In 1879, when Wundt started the first experimental psychology laboratory, he regarded consciousness as the main focus of psychology. By 1900, however, many psychologists were frustrated at the lack of progress toward a science of consciousness. They wanted an alternative.

By the 1920s behaviorism seemed like such an alternative. Behaviorism claimed to achieve its advances by avoiding any speculations about consciousness. Psychologists were taught to focus exclusively on measurable, observable behavior.

By the late 20th Century psychologists were once again grappling with the issue of consciousness. New tools, notably brain scanning techniques and theories of cognition, offered new approaches to studying conscious and unconscious mental activity.

How has psychology returned to one of its early themes?

Even today, a minority of psych­ologists assert that consciousness cannot be studied scientifically. Some echo the arguments put forward by the father of behaviorism, John Watson, in the 1910s and 1920s.

Watson pointed out that conscious­ness was subjective, by definition. It was defined by the fact that we experience it internally and cannot share it directly with others.

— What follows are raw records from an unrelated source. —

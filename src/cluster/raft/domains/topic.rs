//! Topic domain for the shard state machine.
//!
//! Handles topic creation, key→partition routing and offset assignment.
//! Storage placement of each partition is derived from the replicated member
//! map and recomputed whenever membership changes.

use serde::{Deserialize, Serialize};
use std::collections::BTreeMap;

use crate::cluster::hash_ring::PartitionRing;
use crate::cluster::placement::StorageRing;
use crate::cluster::raft::commands::{CommandResponse, KeyValue, PublishedMessage};
use crate::constants::MAX_PARTITIONS_PER_TOPIC;

/// State of a partition.
#[derive(Debug, Clone, Serialize, Deserialize, PartialEq, Eq)]
pub struct Partition {
    pub topic: String,
    pub partition: u32,
    /// Offset the next published message receives.
    pub next_offset: u64,
    /// Member responsible for this partition's durable storage.
    pub storage_node: Option<String>,
}

/// State of a topic.
#[derive(Debug, Clone, Serialize, Deserialize, PartialEq, Eq)]
pub struct Topic {
    pub name: String,
    /// Partitions `[0, partition_count)`, indexed by partition number.
    pub partitions: Vec<Partition>,
    /// Log index of the `CreateTopic` command.
    pub created_at_index: u64,
    /// Derived from `partitions`; rebuilt after a restore.
    #[serde(skip)]
    ring: PartitionRing,
}

impl Topic {
    fn new(name: String, partition_count: u32, created_at_index: u64, storage: &StorageRing) -> Self {
        let partitions = (0..partition_count)
            .map(|partition| Partition {
                topic: name.clone(),
                partition,
                next_offset: 0,
                storage_node: storage.owner(&name, partition),
            })
            .collect();

        let ring = PartitionRing::new(&name, partition_count);

        Self {
            name,
            partitions,
            created_at_index,
            ring,
        }
    }

    /// Number of partitions.
    pub fn partition_count(&self) -> u32 {
        self.partitions.len() as u32
    }

    /// The key→partition ring for this topic.
    pub fn ring(&self) -> &PartitionRing {
        &self.ring
    }

    /// Get a partition by number.
    pub fn partition(&self, partition: u32) -> Option<&Partition> {
        self.partitions.get(partition as usize)
    }

    /// Rebuild the ring from the partition set.
    pub(crate) fn rebuild_ring(&mut self) {
        self.ring = PartitionRing::new(&self.name, self.partition_count());
    }
}

/// State for the topic domain.
#[derive(Debug, Clone, Serialize, Deserialize, Default, PartialEq, Eq)]
pub struct TopicDomainState {
    /// Topics by name.
    pub topics: BTreeMap<String, Topic>,
}

impl TopicDomainState {
    /// Create a new empty topic state.
    pub fn new() -> Self {
        Self::default()
    }

    /// Check if a topic exists.
    pub fn contains(&self, topic: &str) -> bool {
        self.topics.contains_key(topic)
    }

    /// Get a topic by name.
    pub fn get(&self, topic: &str) -> Option<&Topic> {
        self.topics.get(topic)
    }

    /// Create a topic. Storage must already be allocated by the caller.
    pub fn create_topic(
        &mut self,
        name: String,
        partitions: u32,
        index: u64,
        storage: &StorageRing,
    ) -> CommandResponse {
        if self.topics.contains_key(&name) {
            return CommandResponse::TopicAlreadyExists { topic: name };
        }
        if partitions == 0 {
            return CommandResponse::InvalidTopic {
                topic: name,
                reason: "partition count must be at least 1".to_string(),
            };
        }
        if partitions > MAX_PARTITIONS_PER_TOPIC {
            return CommandResponse::InvalidTopic {
                topic: name,
                reason: format!(
                    "partition count {} exceeds maximum {}",
                    partitions, MAX_PARTITIONS_PER_TOPIC
                ),
            };
        }

        let topic = Topic::new(name.clone(), partitions, index, storage);
        let storage_nodes = topic
            .partitions
            .iter()
            .map(|p| p.storage_node.clone())
            .collect();
        self.topics.insert(name.clone(), topic);

        CommandResponse::TopicCreated {
            topic: name,
            partitions,
            storage_nodes,
        }
    }

    /// Route each message to a partition and assign its offset.
    pub fn publish(&mut self, topic: String, messages: Vec<KeyValue>) -> CommandResponse {
        let Some(state) = self.topics.get_mut(&topic) else {
            return CommandResponse::UnknownTopic { topic };
        };

        let mut published = Vec::with_capacity(messages.len());
        for message in messages {
            // Topics always have at least one partition, so the ring is never empty.
            let partition = state.ring.partition_for(&message.key).unwrap_or(0);
            let slot = &mut state.partitions[partition as usize];
            let offset = slot.next_offset;
            slot.next_offset += 1;

            published.push(PublishedMessage {
                key: message.key,
                value: message.value,
                partition,
                offset,
            });
        }

        CommandResponse::Published {
            messages: published,
        }
    }

    /// Recompute the storage node of every partition.
    ///
    /// Returns the number of partitions whose owner changed.
    pub fn reassign_storage(&mut self, storage: &StorageRing) -> usize {
        let mut moved = 0;
        for topic in self.topics.values_mut() {
            for partition in &mut topic.partitions {
                let owner = storage.owner(&topic.name, partition.partition);
                if owner != partition.storage_node {
                    partition.storage_node = owner;
                    moved += 1;
                }
            }
        }
        moved
    }

    /// Rebuild every topic's ring, used after restoring from a snapshot.
    pub fn rebuild_rings(&mut self) {
        for topic in self.topics.values_mut() {
            topic.rebuild_ring();
        }
    }

    pub fn len(&self) -> usize {
        self.topics.len()
    }

    pub fn is_empty(&self) -> bool {
        self.topics.is_empty()
    }
}

#[cfg(test)]
mod tests {
    use super::*;

    fn single_node() -> StorageRing {
        StorageRing::from_members(["n1"])
    }

    #[test]
    fn test_partition_count_is_bounded() {
        let mut state = TopicDomainState::new();

        let response =
            state.create_topic("huge".to_string(), MAX_PARTITIONS_PER_TOPIC + 1, 1, &single_node());
        assert!(matches!(response, CommandResponse::InvalidTopic { .. }));
        assert!(!state.contains("huge"));

        let response =
            state.create_topic("max".to_string(), MAX_PARTITIONS_PER_TOPIC, 2, &single_node());
        assert!(matches!(response, CommandResponse::TopicCreated { .. }));
    }

    #[test]
    fn test_create_topic() {
        let mut state = TopicDomainState::new();
        let response = state.create_topic("orders".to_string(), 3, 1, &single_node());

        assert_eq!(
            response,
            CommandResponse::TopicCreated {
                topic: "orders".to_string(),
                partitions: 3,
                storage_nodes: vec![Some("n1".to_string()); 3],
            }
        );

        let topic = state.get("orders").unwrap();
        assert_eq!(topic.partition_count(), 3);
        for (i, partition) in topic.partitions.iter().enumerate() {
            assert_eq!(partition.partition, i as u32);
            assert_eq!(partition.next_offset, 0);
        }
        assert_eq!(topic.ring().partition_count(), 3);
    }

    #[test]
    fn test_create_existing_topic_rejected() {
        let mut state = TopicDomainState::new();
        state.create_topic("orders".to_string(), 3, 1, &single_node());
        let response = state.create_topic("orders".to_string(), 5, 2, &single_node());

        assert_eq!(
            response,
            CommandResponse::TopicAlreadyExists {
                topic: "orders".to_string()
            }
        );
        assert_eq!(state.get("orders").unwrap().partition_count(), 3);
        assert_eq!(state.len(), 1);
    }

    #[test]
    fn test_create_zero_partitions_rejected() {
        let mut state = TopicDomainState::new();
        let response = state.create_topic("empty".to_string(), 0, 1, &single_node());
        assert!(matches!(response, CommandResponse::InvalidTopic { .. }));
        assert!(state.is_empty());
    }

    #[test]
    fn test_create_without_members_leaves_storage_unassigned() {
        let mut state = TopicDomainState::new();
        let empty = StorageRing::from_members(std::iter::empty());
        state.create_topic("orders".to_string(), 2, 1, &empty);

        let topic = state.get("orders").unwrap();
        assert!(topic.partitions.iter().all(|p| p.storage_node.is_none()));
    }

    #[test]
    fn test_publish_unknown_topic() {
        let mut state = TopicDomainState::new();
        let response = state.publish("missing".to_string(), vec![KeyValue::new("k", "v")]);
        assert_eq!(
            response,
            CommandResponse::UnknownTopic {
                topic: "missing".to_string()
            }
        );
    }

    #[test]
    fn test_publish_assigns_sequential_offsets_per_partition() {
        let mut state = TopicDomainState::new();
        state.create_topic("orders".to_string(), 4, 1, &single_node());

        let messages: Vec<KeyValue> = (0..50)
            .map(|i| KeyValue::new(format!("key-{}", i % 7), format!("v{}", i)))
            .collect();

        let CommandResponse::Published { messages } =
            state.publish("orders".to_string(), messages)
        else {
            panic!("expected Published");
        };

        let mut last: BTreeMap<u32, u64> = BTreeMap::new();
        for message in &messages {
            match last.get(&message.partition) {
                Some(prev) => assert_eq!(message.offset, prev + 1),
                None => assert_eq!(message.offset, 0),
            }
            last.insert(message.partition, message.offset);
        }

        let topic = state.get("orders").unwrap();
        for (partition, offset) in last {
            assert_eq!(topic.partition(partition).unwrap().next_offset, offset + 1);
        }
    }

    #[test]
    fn test_same_key_same_partition() {
        let mut state = TopicDomainState::new();
        state.create_topic("orders".to_string(), 8, 1, &single_node());

        let first = state.publish(
            "orders".to_string(),
            vec![KeyValue::new("customer-1", "a")],
        );
        let second = state.publish(
            "orders".to_string(),
            vec![KeyValue::new("customer-1", "b")],
        );

        let (CommandResponse::Published { messages: a }, CommandResponse::Published { messages: b }) =
            (first, second)
        else {
            panic!("expected Published");
        };
        assert_eq!(a[0].partition, b[0].partition);
        assert_eq!(b[0].offset, a[0].offset + 1);
    }

    #[test]
    fn test_reassign_storage() {
        let mut state = TopicDomainState::new();
        state.create_topic("orders".to_string(), 16, 1, &single_node());

        let moved = state.reassign_storage(&StorageRing::from_members(["n1", "n2"]));
        assert!(moved > 0);

        let topic = state.get("orders").unwrap();
        assert!(
            topic
                .partitions
                .iter()
                .all(|p| matches!(p.storage_node.as_deref(), Some("n1") | Some("n2")))
        );

        // Same membership again moves nothing
        assert_eq!(
            state.reassign_storage(&StorageRing::from_members(["n2", "n1"])),
            0
        );
    }

    #[test]
    fn test_rebuild_rings_after_deserialize() {
        let mut state = TopicDomainState::new();
        state.create_topic("orders".to_string(), 4, 1, &single_node());

        let bytes = bincode::serialize(&state).unwrap();
        let mut restored: TopicDomainState = bincode::deserialize(&bytes).unwrap();
        assert!(restored.get("orders").unwrap().ring().is_empty());

        restored.rebuild_rings();
        assert_eq!(restored, state);
    }
}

Therefore we cannot have an objective science of conscious­ness. We can only gather data if it is observable.

A psychologist sympathetic to this point of view might argue, "You can say you are studying conscious­ness when you study brain scans or attention. However, if you are studying observable things, you are in fact studying behavior."

What position, originally taken by John Watson, still finds favor with some psychologists?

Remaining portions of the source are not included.